In 2013, Lord left Razorfish to work as CEO of AOL Platforms. Then, in 2015 Lord became the president of AOL. Lord grew AOL revenues from $1.5 billon to over $3.0 billion through mergers and acquisitions and via organic growth. He oversaw the sale of AOL to Verizon for $4.4 billion in June 2015 and positioned AOL to become a world leader in the Mobile Media landscape. Following his career at AOL, Lord joined IBM.

==IBM==
In early 2016, Lord started his career at IBM as the company's first chief digital officer. In this role, Lord oversaw the Digital Platforms team, Digital Sales organization, Digital Marketing, Routes to Market and Offering teams, and IBM's Developer and Startup Ecosystem.

In 2019, Lord became senior vice president of IBM's Worldwide Ecosystems. During this time, Lord also launched Call for Code.

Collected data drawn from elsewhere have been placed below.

// SPDX-License-Identifier: MIT

//! Fixed-window rate limiting keyed by an arbitrary caller-chosen string,
//! with a periodic sweeper that reclaims expired windows.

use parking_lot::Mutex;
use serde::{Deserialize, Serialize};
use std::collections::HashMap;
use std::sync::Arc;
use std::time::Duration;
use wk_core::Clock;

#[derive(Debug, Clone, Copy, Serialize, Deserialize)]
pub struct RateLimitConfig {
    pub limit: u32,
    #[serde(rename = "interval_ms", with = "duration_millis")]
    pub interval: Duration,
}

impl Default for RateLimitConfig {
    fn default() -> Self {
        Self { limit: 60, interval: Duration::from_secs(60) }
    }
}

mod duration_millis {
    use serde::{Deserialize, Deserializer, Serializer};
    use std::time::Duration;

    pub fn serialize<S: Serializer>(value: &Duration, serializer: S) -> Result<S::Ok, S::Error> {
        serializer.serialize_u64(value.as_millis() as u64)
    }

    pub fn deserialize<'de, D: Deserializer<'de>>(deserializer: D) -> Result<Duration, D::Error> {
        Ok(Duration::from_millis(u64::deserialize(deserializer)?))
    }
}

const DEFAULT_SWEEP_INTERVAL: Duration = Duration::from_secs(60);

struct Window {
    count: u32,
    resets_at_ms: u64,
}

struct CleanupHandle(Option<tokio::task::JoinHandle<()>>);

impl Drop for CleanupHandle {
    fn drop(&mut self) {
        if let Some(handle) = self.0.take() {
            handle.abort();
        }
    }
}

struct Inner<C: Clock> {
    clock: C,
    default_config: RateLimitConfig,
    rules: Mutex<HashMap<String, RateLimitConfig>>,
    windows: Mutex<HashMap<String, Window>>,
    sweeper: Mutex<CleanupHandle>,
}

/// Cloning shares the underlying window map; the sweeper is owned by the
/// last clone standing and aborted when it drops.
#[derive(Clone)]
pub struct RateLimiter<C: Clock = wk_core::SystemClock> {
    inner: Arc<Inner<C>>,
}

impl<C: Clock> RateLimiter<C> {
    pub fn new(clock: C, default_config: RateLimitConfig) -> Self {
        Self {
            inner: Arc::new(Inner {
                clock,
                default_config,
                rules: Mutex::new(HashMap::new()),
                windows: Mutex::new(HashMap::new()),
                sweeper: Mutex::new(CleanupHandle(None)),
            }),
        }
    }

    pub fn set_rule(&self, rule_key: impl Into<String>, config: RateLimitConfig) {
        self.inner.rules.lock().insert(rule_key.into(), config);
    }

    pub fn remove_rule(&self, rule_key: &str) {
        self.inner.rules.lock().remove(rule_key);
    }

    fn config_for(&self, rule_key: &str) -> RateLimitConfig {
        self.inner.rules.lock().get(rule_key).copied().unwrap_or(self.inner.default_config)
    }

    /// Returns `true` if `key` is still within its `rule_key` budget,
    /// incrementing the window's counter as a side effect.
    pub fn check(&self, key: &str, rule_key: &str) -> bool {
        let config = self.config_for(rule_key);
        let now = self.inner.clock.epoch_ms();
        let mut windows = self.inner.windows.lock();
        let window = windows.entry(key.to_string()).or_insert(Window { count: 0, resets_at_ms: now + config.interval.as_millis() as u64 });

        if now > window.resets_at_ms {
            window.count = 0;
            window.resets_at_ms = now + config.interval.as_millis() as u64;
        }

        if window.count >= config.limit {
            tracing::warn!(key, rule_key, "rate limit exceeded");
            return false;
        }
        window.count += 1;
        true
    }

    /// Starts the periodic sweeper that reclaims expired windows (default
    /// interval 60s if `None`). A previously running sweeper is aborted first.
    pub fn start_sweeper(&self, interval: Option<Duration>) {
        self.stop_sweeper();
        let limiter = self.clone();
        let interval = interval.unwrap_or(DEFAULT_SWEEP_INTERVAL);
        let handle = tokio::spawn(async move {
            loop {
                tokio::time::sleep(interval).await;
                limiter.sweep();
            }
        });
        self.inner.sweeper.lock().0 = Some(handle);
    }

    pub fn stop_sweeper(&self) {
        if let Some(handle) = self.inner.sweeper.lock().0.take() {
            handle.abort();
        }
    }

    fn sweep(&self) {
        let now = self.inner.clock.epoch_ms();
        self.inner.windows.lock().retain(|_, window| now <= window.resets_at_ms);
    }
}

#[cfg(test)]
#[path = "rate_limit_tests.rs"]
mod tests;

Currently, Lord is the IBM senior vice president of The Weather Channel and Alliances. Under Lord's leadership, IBM Watson Advertising and The Weather Channel launched its approach to tackling bias in advertising. Lord spearheaded The Advertising Toolkit for AI Fairness, an open-source collection of data and fairness explainers that helps the advertising industry prevent and remove biases in their machine learning models. In 2022, Lord debuted this toolkit at the Cannes Lions International Festival of Creativity and co-hosted a panel discussion with actress Issa Rae to discuss steps companies can take the mitigate racial bias in AI and advertising.

Lord also serves as the Executive Sponsor for IBM's Black Business Resource group.

==Membership==
Lord is an active member of the TED community and founding member of the Nantucket Project. He is a board member of the Partnership for New York City and Aqua Finance, board member for the Trustworthy Accountability Group (TAG) and former board member for Williams-Sonoma, Inc. and Screen Vision Media.

==Personal life==
Lord is married to Robin Lord. They have three children, Emily, Andrew and Paige. Lord is active biking, surfing, golfing and competing in triathlons.